The Whole 30 program has been great for both of us, we’ve been eating clean and have felt the benefit in terms of increased energy, much better mood (me), undisturbed sleep and Lynn no longer requires the tablets. It feels important to isolate the individual elements that might have contributed to the improvement following their removal from our diet so we can eliminate them permanently.
Lynn chose to reintroduce milk first, as it’s a single food group and commonly causes exacerbation of symptoms in sufferers of acid reflux. The first morning after drinking skimmed milk for breakfast, she reacted with bloating and soreness within 30 mins. This then required further testing as people with milk sensitivity can either have problems with lactose (milk sugar) or some of the proteins in milk.
The next day she bought some lactose free milk and cheese. These were both fine with no early side effects but later in the afternoon some symptoms did materialise. This is the problem with elimination and reintroduction diets. You become so attuned to your body that you are aware of any imbalance or discomfort and wonder whether it’s a direct results of the food you last ate or maybe it’s a delayed response to the food you ate yesterday. Then you begin to doubt yourself completely. The upshot is that the lactose free milk test was a little inconclusive and Lynn needed to go clean for a few days and then start again with the milk test.
This seemed to be the perfect opportunity to try the DIY home Lactose Intolerance test.
It’s remarkably easy to do the lactose intolerance test at home if you have a blood glucose meter. I use the Accu-Chek Aviva Blood Glucose System.
The test requires you to drink 500ml of fresh milk and record your blood glucose levels immediately afterwards and then at regular intervals for 1-2 hours afterwards.
Lactose is the sugar found in milk and is actually a disaccharide comprised of galactose and glucose. In most people the enzyme lactase (released in the small intestine) will break down lactose into the two individual monsaccharides and blood sugar levels will rise as a result. People who are said to be lactose intolerant no longer produce the lactase enzyme and therefore blood glucose levels will not rise as much as those who are not lactose intolerant.
In the test, when you monitor blood sugar levels over time you would expect the levels to keep rising for a while and then they will start to drop off again after your insulin gets to work. If your glucose level rises more than 30 mg/dL (1.7 mmol/l) within 2 hours of drinking the milk you are considered not to be lactose intolerant i.e. a normal result. A rise of 20-30 mg/dL is inconclusive and a rise of less than 20 mg/dL (1.1 mmol/l) would suggest you are lactose intolerant.

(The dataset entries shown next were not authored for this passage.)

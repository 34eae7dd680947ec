//! Boundary regularisation for detected lot polygons
//!
//! A detected boundary is noisy. We prefer a minimum-area rectangle for
//! near-rectangular lots, accept a free-form simplification only when it is
//! convex and clearly beats the rectangle on area error, and otherwise fall
//! back to the rectangle rescaled to the original area.

use geo::{Centroid, MinimumRotatedRect};
use serde::{Deserialize, Serialize};

use super::area::{planar_area, to_polygon};
use super::simplify::simplify_to_range;
use crate::error::{LotError, LotResult};

/// Tunables for [`select_adjustment`]
#[derive(Debug, Clone, Copy, PartialEq, Serialize, Deserialize)]
#[serde(default)]
pub struct AdjustmentParams {
    /// Largest relative area error accepted for the plain rectangle
    pub area_diff_threshold: f64,
    /// Simplification must reach this fraction of the rectangle's error to win
    pub improvement_factor: f64,
    pub min_points: usize,
    pub max_points: usize,
    pub max_iterations: usize,
}

impl Default for AdjustmentParams {
    fn default() -> Self {
        Self {
            area_diff_threshold: 0.18,
            improvement_factor: 0.8,
            min_points: 4,
            max_points: 6,
            max_iterations: 10,
        }
    }
}

#[derive(Debug, Clone, Copy, PartialEq, Eq, Serialize, Deserialize)]
#[serde(rename_all = "snake_case")]
pub enum AdjustmentMethod {
    MinRect,
    ApproxPoly,
    AdjustedMinRect,
}

impl AdjustmentMethod {
    pub fn as_str(&self) -> &'static str {
        match self {
            AdjustmentMethod::MinRect => "min_rect",
            AdjustmentMethod::ApproxPoly => "approx_poly",
            AdjustmentMethod::AdjustedMinRect => "adjusted_min_rect",
        }
    }
}

/// The polygon chosen to replace a raw detection
#[derive(Debug, Clone, PartialEq, Serialize, Deserialize)]
pub struct Adjustment {
    pub method: AdjustmentMethod,
    /// Normalized (0..1) image-space vertices, ring left open
    pub points: Vec<(f64, f64)>,
    pub area: f64,
    pub original_area: f64,
    /// |area - original_area| / original_area
    pub area_error: f64,
}

/// Whether the turn direction never changes along the ring
///
/// Collinear vertices are ignored. Rings with fewer than 3 points are not convex.
pub fn is_convex(points: &[(f64, f64)]) -> bool {
    let n = points.len();
    if n < 3 {
        return false;
    }

    let mut sign = 0.0_f64;
    for i in 0..n {
        let (x0, y0) = points[i];
        let (x1, y1) = points[(i + 1) % n];
        let (x2, y2) = points[(i + 2) % n];
        let cross = (x1 - x0) * (y2 - y1) - (y1 - y0) * (x2 - x1);
        if cross.abs() < f64::EPSILON {
            continue;
        }
        if sign == 0.0 {
            sign = cross.signum();
        } else if cross.signum() != sign {
            return false;
        }
    }

    sign != 0.0
}

/// Minimum-area rotated rectangle enclosing the polygon, as 4 corners
///
/// Returns `None` when the polygon has no usable outline (zero area).
pub fn min_area_rectangle(points: &[(f64, f64)]) -> Option<Vec<(f64, f64)>> {
    if points.len() < 3 || planar_area(points) <= 0.0 {
        return None;
    }

    let rect = to_polygon(points).minimum_rotated_rect()?;
    let corners: Vec<(f64, f64)> = rect
        .exterior()
        .coords()
        .take(4)
        .map(|c| (c.x, c.y))
        .collect();

    if corners.len() == 4 && planar_area(&corners) > 0.0 {
        Some(corners)
    } else {
        None
    }
}

/// Scale a polygon about its centroid
pub fn scale_about_centroid(points: &[(f64, f64)], factor: f64) -> Vec<(f64, f64)> {
    let Some(center) = to_polygon(points).centroid() else {
        return points.to_vec();
    };
    let (cx, cy) = (center.x(), center.y());

    points
        .iter()
        .map(|&(x, y)| (cx + (x - cx) * factor, cy + (y - cy) * factor))
        .collect()
}

fn relative_error(area: f64, original: f64) -> f64 {
    (area - original).abs() / original
}

/// Pick the replacement polygon for a detected boundary
///
/// # Errors
/// Fails for fewer than 3 points or a zero-area polygon. Returns `Ok(None)`
/// when no rectangle can be fitted, in which case the raw polygon stays.
pub fn select_adjustment(
    original: &[(f64, f64)],
    params: &AdjustmentParams,
) -> LotResult<Option<Adjustment>> {
    if original.len() < 3 {
        return Err(LotError::TooFewPoints(original.len()));
    }
    let original_area = planar_area(original);
    if original_area <= 0.0 {
        return Err(LotError::ZeroArea);
    }

    let Some(rect) = min_area_rectangle(original) else {
        return Ok(None);
    };
    let rect_area = planar_area(&rect);
    let rect_error = relative_error(rect_area, original_area);

    if rect_error <= params.area_diff_threshold {
        return Ok(Some(Adjustment {
            method: AdjustmentMethod::MinRect,
            points: rect,
            area: rect_area,
            original_area,
            area_error: rect_error,
        }));
    }

    let simplified = simplify_to_range(
        original,
        params.min_points,
        params.max_points,
        params.max_iterations,
    );
    let simplified_area = planar_area(&simplified.points);
    let simplified_error = relative_error(simplified_area, original_area);

    if is_convex(&simplified.points) && simplified_error < params.improvement_factor * rect_error {
        return Ok(Some(Adjustment {
            method: AdjustmentMethod::ApproxPoly,
            points: simplified.points,
            area: simplified_area,
            original_area,
            area_error: simplified_error,
        }));
    }

    let scaled = scale_about_centroid(&rect, (original_area / rect_area).sqrt());
    let scaled_area = planar_area(&scaled);
    Ok(Some(Adjustment {
        method: AdjustmentMethod::AdjustedMinRect,
        points: scaled,
        area: scaled_area,
        original_area,
        area_error: relative_error(scaled_area, original_area),
    }))
}
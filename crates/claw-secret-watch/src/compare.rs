//! Constant-time comparison of secret contents.
//!
//! Used to decide whether a rotated file actually changed without leaking,
//! through comparison timing, where two equal-length values first differ.
//! The length of the inputs is not protected: slices of different length
//! compare unequal immediately.

use subtle::ConstantTimeEq;

/// Returns `true` iff `a` and `b` hold the same bytes.
///
/// Equal-length inputs are compared across their full length with no early
/// exit. Only byte slices are accepted; anything else is rejected at compile
/// time.
#[must_use]
pub fn equal(a: &[u8], b: &[u8]) -> bool {
    if a.len() != b.len() {
        return false;
    }

    a.ct_eq(b).into()
}
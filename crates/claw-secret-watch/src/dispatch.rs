//! Isolated, fire-and-forget execution of rotation callbacks.
//!
//! Each callback runs on tokio's blocking pool so a slow or hanging callback
//! never stalls the store. A small supervisor task waits for it and logs the
//! outcome; a panic stays inside the callback's task.

use std::time::Duration;

use tracing::{debug, warn};

use crate::config::RotationCallback;
use crate::types::{Secret, SecretId};

/// Spawns rotation callbacks.
#[derive(Debug, Clone, Copy, Default)]
pub struct CallbackDispatcher {
    timeout: Option<Duration>,
}

impl CallbackDispatcher {
    /// A dispatcher that waits for callbacks indefinitely.
    #[must_use]
    pub const fn new() -> Self {
        Self { timeout: None }
    }

    /// A dispatcher whose supervisor gives up waiting after `timeout`.
    ///
    /// The callback itself keeps running; only the supervisor stops.
    #[must_use]
    pub const fn with_timeout(timeout: Option<Duration>) -> Self {
        Self { timeout }
    }

    /// Runs `callback(secret)` in the background and returns immediately.
    ///
    /// Must be called from within a tokio runtime.
    pub fn dispatch(&self, id: SecretId, secret: Secret, callback: RotationCallback) {
        let handle = tokio::task::spawn_blocking(move || callback(secret));
        let timeout = self.timeout;

        tokio::spawn(async move {
            let joined = match timeout {
                Some(limit) => match tokio::time::timeout(limit, handle).await {
                    Ok(joined) => joined,
                    Err(_) => {
                        warn!(
                            secret_name = %id,
                            timeout_ms = limit.as_millis(),
                            "rotation callback still running after timeout"
                        );
                        return;
                    }
                },
                None => handle.await,
            };

            match joined {
                Ok(()) => debug!(secret_name = %id, "rotation callback completed"),
                Err(e) if e.is_panic() => {
                    warn!(secret_name = %id, "rotation callback panicked");
                }
                Err(e) => warn!(secret_name = %id, error = %e, "rotation callback aborted"),
            }
        });
    }
}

I had no indication that I had a problem with either milk or dairy so I was going to do the test as a control subject. Unfortunately my fasting blood glucose was unusually high this morning. It’s normally well below 5 mmol/l when I wake up but today it was 6.5 mmol/l and it lingered at that level until we started the test 2 hours later. This does mean that my test results will need to be repeated and aren’t currently that useful, it also means that I will have to keep a close eye on my fasting blood sugar levels for a while.
NB. I’ve converted my measurements from the UK mmol/l to the US mg/dl but this is not necessary for the test.
These test results suggest that Lynn does not have a problem with lactose and in fact she didn’t even notice any gastro upset with the half litre of organic whole milk she had as part of the test. My test results on the other hand were not so clear, my glucose levels did not raise sufficiently to declare a normal result but as I mentioned earlier, they had been unusually elevated before I did the test and the difference between the highest and lowest recorded was more than 30 mg/dl.
We are both left with the need to do more testing, I will repeat the lactose tolerance blood test and Lynn will try reintroducing different forms of dairy.